Houston Community News >> Yao To Build Fitness Center in China

5/13/2007-- Yao Ming couldn’t quite carry his Houston Rockets into the second round of the National Basketball Association playoffs, but the Chinese star plans to carry the 24 Hour Fitness chain into China when it opens its first workout club in Beijing in August.

Tapping Yao as its China pitchman and equity partner, 24 Hour Fitness Worldwide plans to open 20 to 30 workout facilities in the next five years throughout China, which it sees as a great growth market.

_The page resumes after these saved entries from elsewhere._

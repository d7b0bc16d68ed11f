// Copyright 2026 imdb-reviews contributors
// SPDX-License-Identifier: MIT

//! Progress event types and broadcast channel for review collection.
//!
//! The collector emits `CollectEvent`s while it paginates, which flow through
//! a `tokio::sync::broadcast` channel to any subscriber. When no subscriber
//! exists, events are silently dropped. [`report`] is the subscriber the
//! command-line tool uses to print progress.

use std::io::Write;

use serde::{Deserialize, Serialize};
use tokio::sync::broadcast::error::RecvError;

/// A progress event emitted during collection.
#[derive(Debug, Clone, PartialEq, Serialize, Deserialize)]
pub struct CollectEvent {
    /// The movie identifier being collected.
    pub target_id: String,
    /// Monotonically increasing sequence number.
    pub seq: u64,
    /// The kind of progress event.
    pub event: CollectEventKind,
}

/// The specific kind of progress event.
#[derive(Debug, Clone, PartialEq, Serialize, Deserialize)]
#[serde(tag = "type")]
pub enum CollectEventKind {
    /// The listing page was opened.
    Navigated {
        url: String,
        /// Total review count advertised by the page, if readable.
        total: Option<u64>,
    },
    /// A "load more" attempt finished.
    PageLoaded {
        attempt: u32,
        clicked: bool,
        loaded: usize,
        total: Option<u64>,
    },
    /// Pagination ended.
    Exhausted { attempts: u32, capped: bool },
    /// Records were extracted from the final page.
    Extracted { count: usize },
}

/// Sender handle for emitting progress events.
pub type ProgressSender = tokio::sync::broadcast::Sender<CollectEvent>;

/// Receiver handle for consuming progress events.
pub type ProgressReceiver = tokio::sync::broadcast::Receiver<CollectEvent>;

/// Create a new progress broadcast channel with a bounded buffer.
pub fn channel() -> (ProgressSender, ProgressReceiver) {
    tokio::sync::broadcast::channel(256)
}

/// Emit a progress event, ignoring send errors (no receivers listening).
pub fn emit(tx: &Option<ProgressSender>, target_id: &str, seq: &mut u64, event: CollectEventKind) {
    if let Some(ref sender) = tx {
        *seq += 1;
        let _ = sender.send(CollectEvent {
            target_id: target_id.to_string(),
            seq: *seq,
            event,
        });
    }
}

/// Render a review total, `?` when the page did not advertise one.
pub fn display_total(total: Option<u64>) -> String {
    total.map_or_else(|| "?".to_string(), |t| t.to_string())
}

/// One progress line for an event, or `None` for events not worth a line.
pub fn describe(event: &CollectEventKind) -> Option<String> {
    match event {
        CollectEventKind::Navigated { total, .. } => {
            total.map(|t| format!("{t} reviews listed"))
        }
        CollectEventKind::PageLoaded { loaded, total, .. } => {
            Some(format!("{loaded} / {}", display_total(*total)))
        }
        CollectEventKind::Exhausted { capped: true, attempts } => Some(format!(
            "stopped after {attempts} pages, more reviews may be available"
        )),
        CollectEventKind::Exhausted { capped: false, .. } => None,
        CollectEventKind::Extracted { count } => Some(format!("{count} reviews extracted")),
    }
}

/// Write a line per event to `out` until every sender is dropped.
///
/// Returns the number of lines written.
pub async fn report<W: Write>(mut rx: ProgressReceiver, out: &mut W) -> std::io::Result<usize> {
    let mut lines = 0;
    loop {
        match rx.recv().await {
            Ok(event) => {
                if let Some(line) = describe(&event.event) {
                    writeln!(out, "{line}")?;
                    out.flush()?;
                    lines += 1;
                }
            }
            Err(RecvError::Lagged(_)) => continue,
            Err(RecvError::Closed) => break,
        }
    }
    Ok(lines)
}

Privately held 24 Hour Fitness will operate in China through its wholly owned subsidiary California Fitness. There are already 10 California Fitness clubs in Hong Kong and another six in Taiwan, to go with some 370 of the 24 Hour Fitness outlets in the United States, said company chairman and founder Mark Mastrov.

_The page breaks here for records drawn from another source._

//! Configuration loading and resolution.

use std::path::PathBuf;

use crate::collector::CollectorConfig;

/// Catalog file name looked up in the working directory and home directory.
pub const CATALOG_FILE_NAME: &str = "imdb_movie_data.json";

/// Default directory for review files.
pub const DEFAULT_OUTPUT_DIR: &str = "data";

/// Everything a run needs besides the query and the catalog.
#[derive(Debug, Clone)]
pub struct Settings {
    pub collector: CollectorConfig,
    /// Launch the browser without a window.
    pub headless: bool,
    pub output_dir: PathBuf,
}

impl Default for Settings {
    fn default() -> Self {
        Self {
            collector: CollectorConfig::default(),
            headless: true,
            output_dir: PathBuf::from(DEFAULT_OUTPUT_DIR),
        }
    }
}

/// Resolve the catalog path.
///
/// Order: explicit flag, `IMDB_CATALOG`, `./imdb_movie_data.json`,
/// `~/.imdb-reviews/imdb_movie_data.json`.
pub fn resolve_catalog_path(explicit: Option<&str>) -> PathBuf {
    if let Some(path) = explicit {
        return PathBuf::from(path);
    }

    if let Ok(env_path) = std::env::var("IMDB_CATALOG") {
        return PathBuf::from(env_path);
    }

    let cwd_catalog = PathBuf::from(CATALOG_FILE_NAME);
    if cwd_catalog.exists() {
        return cwd_catalog;
    }

    dirs::home_dir()
        .map(|home| home.join(".imdb-reviews").join(CATALOG_FILE_NAME))
        .unwrap_or(cwd_catalog)
}

/// Resolve the output directory: explicit flag, `IMDB_REVIEWS_OUTPUT_DIR`,
/// then `./data`.
pub fn resolve_output_dir(explicit: Option<&str>) -> PathBuf {
    if let Some(dir) = explicit {
        return PathBuf::from(dir);
    }

    std::env::var("IMDB_REVIEWS_OUTPUT_DIR")
        .map(PathBuf::from)
        .unwrap_or_else(|_| PathBuf::from(DEFAULT_OUTPUT_DIR))
}

#[cfg(test)]
mod tests {
    use super::*;

    #[test]
    fn test_explicit_paths_win() {
        assert_eq!(
            resolve_catalog_path(Some("/tmp/movies.json")),
            PathBuf::from("/tmp/movies.json")
        );
        assert_eq!(resolve_output_dir(Some("out")), PathBuf::from("out"));
    }

    #[test]
    fn test_default_settings() {
        let settings = Settings::default();
        assert!(settings.headless);
        assert_eq!(settings.output_dir, PathBuf::from("data"));
    }
}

But the biggest prize in the Asia Pacific region is fast-growing China, where Yao is a national hero whose every move attracts attention.

“He is the most famous and most respected sportsman in China,” Mastrov said, “and he loves to work out. He goes right to the gym as soon as he hits a city.”

Yao, a 7-foot-6-inch center and NBA all-star who is expected to anchor the Chinese men’s team in the Beijing Olympics next year, said in a telephone interview from his home in Houston that “24 Hour Fitness is a very successful company, and not just in the U.S., but internationally. It’s an honor to work with them.”

“A professional player like me can keep in great shape and enjoy life,” Yao said. “I really enjoy workouts. I just want to let people know, tell them they can enjoy being fit.”

Yao is not new to endorsements. Since leaving his hometown team, the Shanghai Sharks, to play in the NBA in 2002, he has at various times done TV commercials for the likes of Visa, Coca-Cola and Reebok. But with 24 Hour Fitness, Yao is going beyond simply lending his name. He will be an equity partner in the California Fitness China venture and is also involved in designing the clubs, according to both Mastrov and Yao.

“In Beijing, I will open the first club this summer,” Yao said. “It will have half-court basketball, weightlifting, cardiovascular equipment. I’m telling them what kind of music Chinese people like to listen to when they exercise: a little bit of pop, not too much.”

24 Hour Fitness, which Mastrov, an Oakland, Calif. native, started with one San Leandro, Calif. outlet in 1983, does not release profit and loss figures. But the company said it had revenue of $1.12 billion in 2005, and employs 16,000 people. In 2005, Forstmann, Little & Co., a private equity company, bought 24 Hour Fitness for a reported $1.6 billion.

As China’s new middle-class consumers buy cars, devour Western-style fast food and log ever-more TV and Internet time, they are, like their couch potato Western counterparts, fighting a battle of the bulge.

“In China, in the last 20 years, people are doing better, but they need more fitness,” Yao said. “But it’s not just buying nice dresses and cars, it’s knowing how to enjoy a healthy life.”

Katie Rollauer, senior manager for research at the International Health, Racquet and Sportsclub Association, said fitness is a relatively new idea in China and its region: “Right now, in Asia, the health club scene is similar to how it was in the U.S. in the 1970s: kind of the Wild West, with lots of local operators.”

Industry experts say that fitness clubs in Asia differ from clubs in this country by putting much more emphasis on group exercise and by marketing themselves as places to socialize. “You can’t just go there and install an American model,” Rollauer said.

The premiere Beijing club, according to Mastrov, will be 40,000-square feet plus, with Yao’s likeness prominently featured in signage and marketing. The club will also have a special air purification system, he noted. Such features are needed in Beijing, where the atmosphere is made gritty by heavy manufacturing, rampant construction, the growing number of automobiles and sandstorms blowing in from the Gobi Desert.

“We want to be as green as possible,” Mastrov said. “We have got a purifier for our air. The air is not so great in Beijing.”

Mastrov said Yao is a welcome addition to the company’s roster of superstar athletes, which includes Andre Agassi and Lance Armstrong.

“I like Yao as a person. He fits our brand,” said Mastrov, who spent time with Yao in China. “He’s very focused on the environment and on kids. We went to the gym, where there were six Chinese teenagers over 7 feet. He lit up like a candle, showing them how to move in the pivot, how to chase down a loose ball. It was amazing to how energetic he was.”